📝 What Is a Promissory Note in Real Estate?

A promissory note is a signed, legal document in which a borrower promises to repay a specific amount of money to a lender under agreed terms. In real estate, it outlines the loan amount, interest rate, payment schedule, and default consequences.

How a Promissory Note Works

The promissory note is the borrower’s promise to repay. It is usually paired with a mortgage or deed of trust, which uses the property as collateral.

The note includes:

  • Loan amount
  • Interest rate and APR
  • Payment schedule
  • Late fees and penalties
  • Maturity date
  • Default and foreclosure consequences

The note itself is a legal contract and can be bought, sold, or transferred to another lender.

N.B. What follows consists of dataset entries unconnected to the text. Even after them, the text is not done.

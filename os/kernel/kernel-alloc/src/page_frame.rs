//! # Page Frame Allocator
//!
//! Physical frames with a placement policy. Frames are taken, in this order,
//!
//! 1. at or above [`ISA_DMA_BOUNDARY`], keeping DMA-capable memory for devices,
//! 2. at or above the end of the kernel image,
//! 3. from the start of memory.
//!
//! The last tier only matters during early boot, before the low megabyte is
//! reserved.

use crate::block::BlockMemoryManager;
use crate::table::{AllocationTableEntry, TableMemoryManager};
use kernel_info::memory::ISA_DMA_BOUNDARY;
use kernel_memory_addresses::{PhysicalAddress, VirtualAddress};
use kernel_vmem::Mmu;

pub struct PageFrameAllocator<'m, M: Mmu> {
    table: TableMemoryManager<'m, M, PhysicalAddress>,
    kernel_end: PhysicalAddress,
}

impl<'m, M: Mmu> PageFrameAllocator<'m, M> {
    /// Manage the frames of `[start, end]`.
    ///
    /// `kernel_end` is the first address past the kernel image.
    pub fn new(
        mmu: &'m M,
        metadata: &'m dyn BlockMemoryManager<Address = VirtualAddress>,
        start: PhysicalAddress,
        end: PhysicalAddress,
        block_size: u32,
        kernel_end: PhysicalAddress,
    ) -> Self {
        Self {
            table: TableMemoryManager::new(mmu, metadata, start, end, block_size),
            kernel_end,
        }
    }

    /// A free frame, or `None` once physical memory is exhausted.
    pub fn allocate_block(&self) -> Option<PhysicalAddress> {
        self.table
            .allocate_block_after_address(PhysicalAddress::new(ISA_DMA_BOUNDARY))
            .or_else(|| self.table.allocate_block_after_address(self.kernel_end))
            .or_else(|| {
                self.table
                    .allocate_block_after_address(self.table.start_address())
            })
    }

    #[inline]
    pub fn allocate_block_after_address(&self, address: PhysicalAddress) -> Option<PhysicalAddress> {
        self.table.allocate_block_after_address(address)
    }

    #[inline]
    pub fn allocate_block_at_address(&self, address: PhysicalAddress) -> PhysicalAddress {
        self.table.allocate_block_at_address(address)
    }

    #[inline]
    pub fn free_block(&self, address: PhysicalAddress) {
        self.table.free_block(address);
    }

    #[inline]
    pub fn set_memory(&self, start: PhysicalAddress, end: PhysicalAddress, use_count: u16, reserved: bool) {
        self.table.set_memory(start, end, use_count, reserved);
    }

    /// See [`TableMemoryManager::reserve_spare_block`].
    #[inline]
    pub fn reserve_spare_block(&self) -> bool {
        self.table.reserve_spare_block()
    }

    #[inline]
    #[must_use]
    pub fn has_spare_block(&self) -> bool {
        self.table.has_spare_block()
    }

    #[inline]
    #[must_use]
    pub fn block_state(&self, address: PhysicalAddress) -> Option<AllocationTableEntry> {
        self.table.block_state(address)
    }

    #[inline]
    #[must_use]
    pub fn free_memory(&self) -> u64 {
        self.table.free_memory()
    }

    #[inline]
    #[must_use]
    pub fn total_memory(&self) -> u64 {
        self.table.total_memory()
    }

    #[inline]
    #[must_use]
    pub fn start_address(&self) -> PhysicalAddress {
        self.table.start_address()
    }

    #[inline]
    #[must_use]
    pub fn end_address(&self) -> PhysicalAddress {
        self.table.end_address()
    }

    #[inline]
    #[must_use]
    pub const fn kernel_end(&self) -> PhysicalAddress {
        self.kernel_end
    }

    #[inline]
    #[must_use]
    pub const fn block_size(&self) -> u32 {
        self.table.block_size()
    }

    pub fn debug_log(&self) {
        log::debug!("kernel end: {}", self.kernel_end);
        self.table.debug_log();
    }
}

impl<M: Mmu> BlockMemoryManager for PageFrameAllocator<'_, M> {
    type Address = PhysicalAddress;

    fn allocate_block(&self) -> Option<PhysicalAddress> {
        Self::allocate_block(self)
    }

    fn free_block(&self, block: PhysicalAddress) {
        Self::free_block(self, block);
    }

    fn free_memory(&self) -> u64 {
        Self::free_memory(self)
    }

    fn total_memory(&self) -> u64 {
        Self::total_memory(self)
    }

    fn block_size(&self) -> u32 {
        Self::block_size(self)
    }
}

#[cfg(test)]
mod tests {
    use super::*;
    use crate::bitmap::BitmapMemoryManager;
    use kernel_vmem::soft::SoftMmu;

    const META: u32 = 0x0010_0000;

    fn pa(v: u32) -> PhysicalAddress {
        PhysicalAddress::new(v)
    }

    #[test]
    fn prefers_memory_above_the_dma_boundary() {
        let mmu = SoftMmu::new(pa(META), 16 * 4096);
        let meta = BitmapMemoryManager::new(VirtualAddress::new(META), 16 * 4096, 4096);
        let pfa = PageFrameAllocator::new(&mmu, &meta, pa(0), pa(0x01FF_FFFF), 4096, pa(0x0018_0000));

        let first = pfa.allocate_block().unwrap();
        assert_eq!(first, pa(ISA_DMA_BOUNDARY));
        assert_eq!(pfa.block_state(first).unwrap().use_count(), 1);
    }

    #[test]
    fn falls_back_to_the_kernel_end_and_then_to_the_start() {
        let mmu = SoftMmu::new(pa(META), 16 * 4096);
        let meta = BitmapMemoryManager::new(VirtualAddress::new(META), 16 * 4096, 4096);
        let pfa = PageFrameAllocator::new(&mmu, &meta, pa(0), pa(0x01FF_FFFF), 4096, pa(0x0018_0000));

        // Leave one frame above the boundary, one above the kernel, one below it.
        pfa.set_memory(pa(0x0100_1000), pa(0x01FF_FFFF), 0, true);
        pfa.set_memory(pa(0x0018_1000), pa(0x00FF_FFFF), 0, true);
        pfa.set_memory(pa(0x0000_1000), pa(0x0017_FFFF), 0, true);

        assert_eq!(pfa.allocate_block(), Some(pa(0x0100_0000)));
        assert_eq!(pfa.allocate_block(), Some(pa(0x0018_0000)));
        assert_eq!(pfa.allocate_block(), Some(pa(0)));
        assert_eq!(pfa.allocate_block(), None);
    }
}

Why Promissory Notes Matter

For Borrowers:

  • Explains exactly how and when the loan must be repaid.
  • Defines interest costs and penalties.
  • Serves as proof of loan terms in disputes.

For Lenders:

  • A enforceable legal document for repayment.
  • Allows foreclosure if the borrower defaults.
  • Can be sold to another lender or investor.

Example of a Promissory Note

A buyer takes out a $300,000 mortgage. At closing, they sign:

  • A promissory note — their promise to repay the loan.
  • A mortgage/deed of trust — which secures the loan with the property.

If the buyer fails to make payments, the lender uses the deed of trust or mortgage to foreclose, based on the terms in the note.

Why Promissory Notes Matter in FSBO & Seller Financing

  • Used in purchase-money mortgages (seller financing).
  • Defines the payment terms between buyer and seller.
  • Protects the seller if the buyer defaults.
  • Makes the financing legally enforceable without a bank.